Ligaments help maintain joint stability by resisting excessive strain during the repetitive loading experienced during daily activity. Healing ligaments may be less able to fulfill this role, straining more under equivalent loading than normal ligaments. We examined the cyclic stress-strain response of normal and healing ligaments to repetitive low loads (<10% of the normal ligament failure strength). Rabbit medial collateral ligaments (MCLs) were surgically gapped in either a unilateral (right MCL; n=23) or bilateral (right and left MCLs; n=17) fashion with immobilization of the right hindlimb in the bilateral group. These MCL scars were allowed to heal for 3, 6, and 14 weeks and were cyclic creep tested at 2.2, 4.1, and 7.1 MPa, respectively. Creep test stresses were a constant 30% of the failure strength of non-immobilized scars at the different healing intervals. Normal MCLs were creep tested at 4.1 and 7.1 MPa (n=13). The cyclic modulus of the non-immobilized scars was less than that of normal ligaments. The percent increase in modulus during cycling was greater for scars than for normal ligaments, likely related to increased viscous dissipation or material inferiorities in scars. Furthermore, immobilization significantly decreased the ability of scars to resist strain, with a majority of immobilized scars failing during repetitive loading. Such failures were preceded by a reduction in cyclic modulus indicating damage to the healing ligaments that was predictive of eventual total failure. The implications of this study are that joints with healing ligaments may have increased strain in joint structures while they are under stress, potentially leading to joint instability. Although immobilization could be used temporarily to maintain joint stability, remobilization would likely lead to total failure of the healing ligament.

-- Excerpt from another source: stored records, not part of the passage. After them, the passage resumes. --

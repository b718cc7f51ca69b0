//! Sensor device use-case service.
//!
//! # Responsibility
//! - Validate caller input before it reaches a repository.
//! - Delegate persistence to whichever repository was injected.
//!
//! # Invariants
//! - The first failing check aborts the call; nothing is aggregated.
//! - Invalid input never reaches the repository write paths.
//! - Data is passed through unchanged apart from backend id assignment.

use crate::model::device::{RecordId, SensorDevice};
use crate::repo::device_repo::{RepoError, SensorDeviceRepository};
use log::{info, warn};
use std::error::Error;
use std::fmt::{Display, Formatter};

pub type ServiceResult<T> = Result<T, ServiceError>;

/// Service error for sensor device use-cases.
#[derive(Debug)]
pub enum ServiceError {
    /// A required field or id is missing or blank.
    InvalidInput(&'static str),
    /// Target device does not exist.
    NotFound(RecordId),
    /// External `device_id` already belongs to another record.
    DuplicateDeviceId(String),
    /// Persistence-layer failure.
    Repo(RepoError),
}

impl Display for ServiceError {
    fn fmt(&self, f: &mut Formatter<'_>) -> std::fmt::Result {
        match self {
            Self::InvalidInput(message) => write!(f, "invalid input: {message}"),
            Self::NotFound(id) => write!(f, "sensor device not found: {id}"),
            Self::DuplicateDeviceId(device_id) => {
                write!(f, "sensor device with device id `{device_id}` already exists")
            }
            Self::Repo(err) => write!(f, "{err}"),
        }
    }
}

impl Error for ServiceError {
    fn source(&self) -> Option<&(dyn Error + 'static)> {
        match self {
            Self::Repo(err) => Some(err),
            _ => None,
        }
    }
}

impl From<RepoError> for ServiceError {
    fn from(value: RepoError) -> Self {
        match value {
            RepoError::NotFound(id) => Self::NotFound(id),
            other => Self::Repo(other),
        }
    }
}

/// Sensor device service facade over a repository implementation.
pub struct SensorDeviceService<R: SensorDeviceRepository> {
    repo: R,
}

impl<R: SensorDeviceRepository> SensorDeviceService<R> {
    /// Creates a service using the provided repository implementation.
    pub fn new(repo: R) -> Self {
        Self { repo }
    }

    pub fn repository(&self) -> &R {
        &self.repo
    }

    /// Creates a device after required-field and duplicate checks.
    ///
    /// # Contract
    /// - Checks `device_name`, `sensor_type`, `location`, `device_id` in order.
    /// - Rejects a `device_id` that is already stored.
    /// - Returns the stored copy with its backend-assigned id.
    pub fn create_device(&self, device: &SensorDevice) -> ServiceResult<SensorDevice> {
        require_non_blank(&device.device_name, "device name is required")?;
        require_non_blank(&device.sensor_type, "sensor type is required")?;
        require_non_blank(&device.location, "location is required")?;
        require_non_blank(&device.device_id, "device id is required")?;

        if self.repo.find_by_device_id(&device.device_id)?.is_some() {
            warn!("event=device_create module=service status=error error_code=duplicate_device_id");
            return Err(ServiceError::DuplicateDeviceId(device.device_id.clone()));
        }

        let created = self.repo.create(device)?;
        info!(
            "event=device_create module=service status=ok id={}",
            created.id.as_deref().unwrap_or_default()
        );
        Ok(created)
    }

    /// Gets one device by id. Malformed ids yield `None`.
    pub fn get_device(&self, id: &str) -> ServiceResult<Option<SensorDevice>> {
        Ok(self.repo.find_by_id(id)?)
    }

    /// Gets one device by its external hardware identifier.
    pub fn get_device_by_device_id(&self, device_id: &str) -> ServiceResult<Option<SensorDevice>> {
        Ok(self.repo.find_by_device_id(device_id)?)
    }

    /// Lists every device in backend-defined order.
    pub fn list_devices(&self) -> ServiceResult<Vec<SensorDevice>> {
        Ok(self.repo.find_all()?)
    }

    /// Replaces all fields of an existing device.
    ///
    /// # Contract
    /// - `device.id` must be present and non-blank.
    /// - The target must already exist, otherwise `NotFound`.
    /// - A changed `device_id` must not belong to another record.
    pub fn update_device(&self, device: &SensorDevice) -> ServiceResult<SensorDevice> {
        let Some(id) = device.assigned_id() else {
            return Err(ServiceError::InvalidInput(
                "sensor device id is required for update",
            ));
        };

        let Some(current) = self.repo.find_by_id(id)? else {
            warn!("event=device_update module=service status=error error_code=not_found id={id}");
            return Err(ServiceError::NotFound(id.to_string()));
        };

        if device.device_id != current.device_id {
            if let Some(other) = self.repo.find_by_device_id(&device.device_id)? {
                if other.id != current.id {
                    return Err(ServiceError::DuplicateDeviceId(device.device_id.clone()));
                }
            }
        }

        let updated = self.repo.update(device)?;
        info!("event=device_update module=service status=ok id={id}");
        Ok(updated)
    }

    /// Deletes a device by id and reports whether anything was removed.
    pub fn delete_device(&self, id: &str) -> ServiceResult<bool> {
        require_non_blank(id, "sensor device id is required for deletion")?;

        let deleted = self.repo.delete_by_id(id)?;
        info!("event=device_delete module=service status=ok id={id} deleted={deleted}");
        Ok(deleted)
    }

    pub fn device_exists(&self, id: &str) -> ServiceResult<bool> {
        Ok(self.repo.exists_by_id(id)?)
    }
}

fn require_non_blank(value: &str, message: &'static str) -> ServiceResult<()> {
    if value.trim().is_empty() {
        return Err(ServiceError::InvalidInput(message));
    }
    Ok(())
}
//! Static process configuration.
//!
//! # Responsibility
//! - Hold the compile-time settings for store selection and file locations.
//!
//! # Invariants
//! - Nothing here reads CLI flags or environment variables.
//! - All resolved paths are absolute.

use std::path::PathBuf;

/// Backend used by the CLI entry point.
pub const ACTIVE_BACKEND: StoreBackend = StoreBackend::Relational;

/// Directory name created under the system temp dir for all store files.
pub const DATA_DIR_NAME: &str = "sensorhub";
/// SQLite database file name.
pub const RELATIONAL_DB_FILE: &str = "sensorhub.sqlite3";
/// redb document store file name.
pub const DOCUMENT_DB_FILE: &str = "sensorhub.redb";
/// Log directory name under the data dir.
pub const LOG_DIR_NAME: &str = "logs";

/// Persistence backend selector.
#[derive(Debug, Clone, Copy, PartialEq, Eq)]
pub enum StoreBackend {
    /// Row-oriented SQLite table.
    Relational,
    /// Embedded document collection.
    Document,
}

impl StoreBackend {
    pub fn as_str(self) -> &'static str {
        match self {
            Self::Relational => "relational",
            Self::Document => "document",
        }
    }
}

/// Resolved store configuration.
#[derive(Debug, Clone, PartialEq, Eq)]
pub struct StoreConfig {
    pub backend: StoreBackend,
    pub data_dir: PathBuf,
}

impl StoreConfig {
    /// Builds the configuration from the compile-time constants.
    pub fn from_static() -> Self {
        Self {
            backend: ACTIVE_BACKEND,
            data_dir: std::env::temp_dir().join(DATA_DIR_NAME),
        }
    }

    /// Same locations, different backend.
    pub fn with_backend(mut self, backend: StoreBackend) -> Self {
        self.backend = backend;
        self
    }

    pub fn relational_path(&self) -> PathBuf {
        self.data_dir.join(RELATIONAL_DB_FILE)
    }

    pub fn document_path(&self) -> PathBuf {
        self.data_dir.join(DOCUMENT_DB_FILE)
    }

    pub fn log_dir(&self) -> PathBuf {
        self.data_dir.join(LOG_DIR_NAME)
    }
}
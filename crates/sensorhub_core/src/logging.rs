//! Core logging bootstrap and safety policy.
//!
//! # Responsibility
//! - Initialize file-based rolling logs exactly once per process.
//! - Emit metadata-only diagnostic events (ids, counts, durations, never field values).
//!
//! # Invariants
//! - Logging init is idempotent for the same directory and level.
//! - Re-initialization with a different directory or level is rejected.
//! - Logging initialization must not panic.

use flexi_logger::{Cleanup, Criterion, FileSpec, Logger, LoggerHandle, Naming, WriteMode};
use log::{error, info};
use once_cell::sync::OnceCell;
use std::error::Error;
use std::fmt::{Display, Formatter};
use std::path::{Path, PathBuf};

const LOG_FILE_BASENAME: &str = "sensorhub";
const MAX_LOG_FILE_SIZE_BYTES: u64 = 10 * 1024 * 1024;
const MAX_LOG_FILES: usize = 5;
const MAX_PANIC_PAYLOAD_CHARS: usize = 160;

static LOGGING_STATE: OnceCell<LoggingState> = OnceCell::new();
static PANIC_HOOK_INSTALLED: OnceCell<()> = OnceCell::new();

struct LoggingState {
    level: &'static str,
    log_dir: PathBuf,
    _logger: LoggerHandle,
}

/// Logging bootstrap failure.
#[derive(Debug)]
pub enum LoggingError {
    UnsupportedLevel(String),
    InvalidDirectory(String),
    CreateDirectory { dir: PathBuf, source: std::io::Error },
    Backend(flexi_logger::FlexiLoggerError),
    /// Already initialized with a different level or directory.
    Conflict { active: String, requested: String },
}

impl Display for LoggingError {
    fn fmt(&self, f: &mut Formatter<'_>) -> std::fmt::Result {
        match self {
            Self::UnsupportedLevel(level) => write!(
                f,
                "unsupported log level `{level}`; expected trace|debug|info|warn|error"
            ),
            Self::InvalidDirectory(message) => write!(f, "{message}"),
            Self::CreateDirectory { dir, source } => write!(
                f,
                "failed to create log directory `{}`: {source}",
                dir.display()
            ),
            Self::Backend(err) => write!(f, "failed to start logger: {err}"),
            Self::Conflict { active, requested } => write!(
                f,
                "logging already initialized with `{active}`; refusing to switch to `{requested}`"
            ),
        }
    }
}

impl Error for LoggingError {
    fn source(&self) -> Option<&(dyn Error + 'static)> {
        match self {
            Self::CreateDirectory { source, .. } => Some(source),
            Self::Backend(err) => Some(err),
            _ => None,
        }
    }
}

/// Initializes core logging with level and directory.
///
/// # Errors
/// - `UnsupportedLevel` when `level` is not one of trace|debug|info|warn|error.
/// - `InvalidDirectory` when `log_dir` is empty or relative.
/// - `CreateDirectory` / `Backend` when the file logger cannot start.
/// - `Conflict` when logging is already active with another level or directory.
pub fn init_logging(level: &str, log_dir: impl AsRef<Path>) -> Result<(), LoggingError> {
    let normalized_level = normalize_level(level)?;
    let normalized_dir = normalize_log_dir(log_dir.as_ref())?;

    let state = LOGGING_STATE.get_or_try_init(|| -> Result<LoggingState, LoggingError> {
        std::fs::create_dir_all(&normalized_dir).map_err(|source| {
            LoggingError::CreateDirectory {
                dir: normalized_dir.clone(),
                source,
            }
        })?;

        let logger = Logger::try_with_str(normalized_level)
            .map_err(LoggingError::Backend)?
            .log_to_file(
                FileSpec::default()
                    .directory(normalized_dir.as_path())
                    .basename(LOG_FILE_BASENAME),
            )
            .rotate(
                Criterion::Size(MAX_LOG_FILE_SIZE_BYTES),
                Naming::Numbers,
                Cleanup::KeepLogFiles(MAX_LOG_FILES),
            )
            .write_mode(WriteMode::BufferAndFlush)
            .append()
            .format_for_files(flexi_logger::detailed_format)
            .start()
            .map_err(LoggingError::Backend)?;

        install_panic_hook_once();

        info!(
            "event=app_start module=core status=ok platform={} build_mode={} version={}",
            std::env::consts::OS,
            build_mode(),
            env!("CARGO_PKG_VERSION")
        );
        info!(
            "event=core_init module=core status=ok level={} log_dir={}",
            normalized_level,
            normalized_dir.display()
        );

        Ok(LoggingState {
            level: normalized_level,
            log_dir: normalized_dir.clone(),
            _logger: logger,
        })
    })?;

    if state.log_dir != normalized_dir {
        return Err(LoggingError::Conflict {
            active: state.log_dir.display().to_string(),
            requested: normalized_dir.display().to_string(),
        });
    }
    if state.level != normalized_level {
        return Err(LoggingError::Conflict {
            active: state.level.to_string(),
            requested: normalized_level.to_string(),
        });
    }

    Ok(())
}

/// Returns `(level, log_dir)` when logging is active.
pub fn logging_status() -> Option<(&'static str, PathBuf)> {
    LOGGING_STATE
        .get()
        .map(|state| (state.level, state.log_dir.clone()))
}

/// `debug` for debug builds, `info` for release builds.
pub fn default_log_level() -> &'static str {
    if cfg!(debug_assertions) {
        "debug"
    } else {
        "info"
    }
}

fn normalize_level(level: &str) -> Result<&'static str, LoggingError> {
    match level.trim().to_ascii_lowercase().as_str() {
        "trace" => Ok("trace"),
        "debug" => Ok("debug"),
        "info" => Ok("info"),
        "warn" | "warning" => Ok("warn"),
        "error" => Ok("error"),
        other => Err(LoggingError::UnsupportedLevel(other.to_string())),
    }
}

fn normalize_log_dir(log_dir: &Path) -> Result<PathBuf, LoggingError> {
    if log_dir.as_os_str().is_empty() {
        return Err(LoggingError::InvalidDirectory(
            "log_dir cannot be empty".to_string(),
        ));
    }
    if !log_dir.is_absolute() {
        return Err(LoggingError::InvalidDirectory(format!(
            "log_dir must be an absolute path, got `{}`",
            log_dir.display()
        )));
    }
    Ok(log_dir.to_path_buf())
}

fn build_mode() -> &'static str {
    if cfg!(debug_assertions) {
        "debug"
    } else {
        "release"
    }
}

fn install_panic_hook_once() {
    if PANIC_HOOK_INSTALLED.get().is_some() {
        return;
    }

    let previous_hook = std::panic::take_hook();
    std::panic::set_hook(Box::new(move |panic_info| {
        // Payload may echo device fields; keep it on one line and capped.
        let location = panic_info
            .location()
            .map(|loc| format!("{}:{}", loc.file(), loc.line()))
            .unwrap_or_else(|| "unknown".to_string());
        let payload = panic_payload_summary(panic_info);
        error!(
            "event=panic_captured module=core status=error location={} payload={}",
            location, payload
        );
        previous_hook(panic_info);
    }));

    let _ = PANIC_HOOK_INSTALLED.set(());
}

fn panic_payload_summary(info: &std::panic::PanicHookInfo<'_>) -> String {
    let payload = if let Some(message) = info.payload().downcast_ref::<&str>() {
        (*message).to_string()
    } else if let Some(message) = info.payload().downcast_ref::<String>() {
        message.clone()
    } else {
        "non-string panic payload".to_string()
    };

    sanitize_message(&payload, MAX_PANIC_PAYLOAD_CHARS)
}

fn sanitize_message(value: &str, max_chars: usize) -> String {
    let normalized = value.replace(['\n', '\r'], " ");
    let mut truncated = normalized.chars().take(max_chars).collect::<String>();
    if normalized.chars().count() > max_chars {
        truncated.push_str("...");
    }
    truncated
}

韧带通过在日常活动中反复加载时抵抗过度应变来帮助维持关节稳定性。正在愈合的韧带可能较难发挥这一作用,在同等负荷下比正常韧带更容易发生应变。我们研究了正常韧带和正在愈合的韧带对重复性低负荷(<正常韧带破坏强度的10%)的循环应力-应变反应。兔内侧副韧带(MCL)通过手术形成间隙,单侧(右侧MCL;n = 23)或双侧(右侧和左侧MCL;n = 17),双侧组右侧后肢固定。这些MCL瘢痕分别愈合3、6和14周,并分别在2.2、4.1和7.1 MPa下进行循环蠕变测试。蠕变测试应力为不同愈合间隔下未固定瘢痕破坏强度的恒定30%。正常MCL在4.1和7.1 MPa下进行蠕变测试(n = 13)。未固定瘢痕的循环模量低于正常韧带。瘢痕在循环过程中模量的增加百分比大于正常韧带,这可能与瘢痕中粘性耗散增加或材料质量较差有关。此外,固定显著降低了瘢痕抵抗应变的能力,大多数固定瘢痕在反复加载过程中失效。这种失效之前循环模量会降低,表明愈合韧带受到损伤,这可预测最终的完全失效。本研究的意义在于,韧带正在愈合的关节在承受应力时,关节结构中的应变可能会增加,潜在地导致关节不稳定。虽然固定可暂时用于维持关节稳定性,但重新活动可能会导致愈合韧带完全失效。